EXERCISE DETAILS:
Please restate the listing that follows without changing anything.
========
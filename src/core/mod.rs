//! Calendar math, recurrence projection, catch-up and aggregation.

pub mod aggregation;
pub mod budget_eval;
pub mod calendar;
pub mod engine;
pub mod materializer;
pub mod period;
pub mod recurrence;
pub mod time;

pub use aggregation::{AggregationEngine, AmountKind, BucketSeries, CashFlowSummary, CategoryShare, TimeFrame};
pub use budget_eval::{BudgetEvaluator, BudgetStatus};
pub use calendar::CalendarPolicy;
pub use engine::{BudgetEngine, EngineSettings, Insights};
pub use materializer::{
    CatchUpCoordinator, CatchUpFailure, CatchUpOutcome, CatchUpReport, CatchUpTrigger, RecurringMaterializer,
};
pub use period::{CycleWindow, PeriodCalculator};
pub use recurrence::{Occurrences, RecurrenceProjector, UpcomingOccurrence};
pub use time::{Clock, FixedClock, SystemClock};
========
SOLUTION TO THIS TASK:
filename src/core/mod.rs
//! Calendar math, recurrence projection, catch-up and aggregation.

pub mod aggregation;
pub mod budget_eval;
pub mod calendar;
pub mod engine;
pub mod materializer;
pub mod period;
pub mod recurrence;
pub mod time;

pub use aggregation::{AggregationEngine, AmountKind, BucketSeries, CashFlowSummary, CategoryShare, TimeFrame};
pub use budget_eval::{BudgetEvaluator, BudgetStatus};
pub use calendar::CalendarPolicy;
pub use engine::{BudgetEngine, EngineSettings, Insights};
pub use materializer::{
    CatchUpCoordinator, CatchUpFailure, CatchUpOutcome, CatchUpReport, CatchUpTrigger, RecurringMaterializer,
};
pub use period::{CycleWindow, PeriodCalculator};
pub use recurrence::{Occurrences, RecurrenceProjector, UpcomingOccurrence};
pub use time::{Clock, FixedClock, SystemClock};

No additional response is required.